Bread is a rich ground for exploring these subtle differences. I’ve often fantasized about designing myself a “Bread Intensive” where I would start with the most bare bones of ingredients and techniques and every day build slowly outward, one loaf at a time, keenly observing the changes over the course of one or two hundred loaves. Doesn’t that just sound spellbinding? I think maybe I should go get a job at Cook’s Illustrated. Oh wait, I already have a job. And just like every other part of my job, instead of doing something with really intense focus all at once, to much laud and publicity, I get to do it ever so slowly, over the course of my lifetime, with no one paying any attention whatsoever. Hooray for housewifery!

If you are coming in on this post without having read Part 1, take warning: This is not a beginner recipe. If you are new to dough, check out my super simple, No Nonsense Every Day Whole Wheat Bread recipe. Reading what follows will confuse and intimidate you. Making bread is easy. Really. All this detail is just obsessive.

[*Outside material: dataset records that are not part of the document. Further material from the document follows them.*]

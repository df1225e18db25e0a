use std::{sync::Arc, time::Duration};

use resque_graceful_shutdown::GracefulShutdownConsumer;
use resque_store::Store;
use tokio::sync::mpsc;
use tracing::{event, Level};

use crate::{
    error::Error,
    identity::WorkerIdentity,
    job::{Envelope, Job},
    worker::{HandlerMap, Worker},
};

/// Multiplexes across a prioritised list of queues, claiming at most one job per tick and
/// handing it to a pool of `N` concurrent workers over an unbuffered channel. See spec §4.2-4.3.
pub struct Poller {
    store: Arc<dyn Store>,
    interval: Duration,
    concurrency: usize,
    namespace: String,
}

impl Poller {
    pub fn new(
        store: Arc<dyn Store>,
        interval: Duration,
        concurrency: usize,
        namespace: impl Into<String>,
    ) -> Self {
        assert!(interval > Duration::from_secs(0), "poll interval must be > 0");
        assert!(concurrency >= 1, "worker count must be >= 1");

        Poller {
            store,
            interval,
            concurrency,
            namespace: namespace.into(),
        }
    }

    /// Starts the poller and `concurrency` workers, and blocks until all workers have exited.
    /// `queues` is priority-ordered (lower index first); `handlers` maps every expected job
    /// class to a [`Handler`](crate::Handler). Returns `Ok(())` on normal shutdown; async
    /// errors are delivered on `errors` instead of through the return value.
    pub async fn start(
        &self,
        ctx: GracefulShutdownConsumer,
        queues: Vec<String>,
        handlers: HandlerMap,
        errors: mpsc::Sender<Error>,
    ) -> Result<(), Error> {
        assert!(!queues.is_empty(), "queues must be non-empty");

        let handlers = Arc::new(handlers);
        let (jobs_tx, jobs_rx) = flume::bounded::<Job>(0);

        let mut worker_tasks = Vec::with_capacity(self.concurrency);
        for slot in 0..self.concurrency {
            let identity = WorkerIdentity::new(slot as u32, queues.clone());
            let worker = Worker::new(
                self.store.clone(),
                self.namespace.clone(),
                identity,
                handlers.clone(),
            );
            let rx = jobs_rx.clone();
            let worker_ctx = ctx.clone();
            let worker_errors = errors.clone();

            worker_tasks.push(tokio::spawn(async move {
                worker.run(worker_ctx, rx, worker_errors).await;
            }));
        }
        // Drop our own receiver handle; the channel closes once the poller's sender drops too
        // and every worker has drained what's left (nothing, once closed, since each tick
        // sends at most one job and only after a worker is ready to receive it).
        drop(jobs_rx);

        self.tick_loop(ctx, &queues, jobs_tx, &errors).await;

        for task in worker_tasks {
            let _ = task.await;
        }

        Ok(())
    }

    async fn tick_loop(
        &self,
        mut ctx: GracefulShutdownConsumer,
        queues: &[String],
        jobs_tx: flume::Sender<Job>,
        errors: &mpsc::Sender<Error>,
    ) {
        loop {
            if ctx.shutting_down() {
                break;
            }

            if let Some(job) = self.claim_one(&ctx, queues, errors).await {
                tokio::select! {
                    biased;

                    _ = ctx.wait_for_shutdown() => break,
                    res = jobs_tx.send_async(job) => {
                        if res.is_err() {
                            break;
                        }
                    }
                }
            }

            tokio::select! {
                biased;

                _ = ctx.wait_for_shutdown() => break,
                _ = tokio::time::sleep(self.interval) => {}
            }
        }

        // Dropping `jobs_tx` closes the channel; workers drain (nothing left, since a job is
        // only ever in flight between a tick and the one worker that received it) and untrack.
    }

    /// Probes queues left-to-right, LPOPing the first non-empty one. Never pops from more than
    /// one queue per call, so a perpetually non-empty first queue starves the rest by design.
    async fn claim_one(
        &self,
        ctx: &GracefulShutdownConsumer,
        queues: &[String],
        errors: &mpsc::Sender<Error>,
    ) -> Option<Job> {
        for queue in queues {
            let key = format!("{}:queue:{}", self.namespace, queue);
            match self.store.lpop(ctx, &key).await {
                Ok(Some(bytes)) => {
                    return match Envelope::from_slice(&bytes) {
                        Ok(envelope) => Some(Job {
                            queue: queue.clone(),
                            envelope,
                        }),
                        Err(e) => {
                            event!(Level::ERROR, queue=%queue, error=%e, "Malformed job envelope, dropping");
                            let _ = errors.send(Error::SerdeJsonError(e)).await;
                            None
                        }
                    };
                }
                Ok(None) => continue,
                Err(e) => {
                    event!(Level::ERROR, queue=%queue, error=%e, "Store error while polling");
                    let _ = errors.send(Error::StoreError(e)).await;
                    return None;
                }
            }
        }

        None
    }
}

But for you semi-seasoned obsessors, back to our un-recipe. Here’s the quantities I described in yesterday’s post on ingredients:

  • 1 cup of warm water
  • 1/4 teaspoon – 1 Tablespoon of yeast
  • 2-3+ cups of flour
  • 1/4-1 teaspoon of salt
  • 0-2 Tablespoons of honey, brown sugar or molasses (not blackstrap, it’s too strong flavored)
  • 0-2 Tablespoons of butter or oil

[I should mention that I make my loaf based on two cups of water, double the above “recipe.” I like a slightly wetter dough in a large sized loaf pan, and also like to have a smidge of extra dough to fry up as Elephant Ears (just roll out thin, rise briefly, fry in a bit of butter then sprinkle with cinnamon sugar and you too can win major mom points). I based the above un-recipe on 1 cup of water because I think it’s a good starting place, and makes it easier to see the basic proportions involved. But after trying it once or twice, you will probably want to adjust the above 1 cup recipe depending on how much rise you get and what size your bread pans are. If you use a large proportion of white flour (which will make for a higher rise) and smaller sized bread pans, a dough based on 1 cup will probably be perfect. On the other hand a 100% whole wheat dough in a big pan will probably take a double recipe.]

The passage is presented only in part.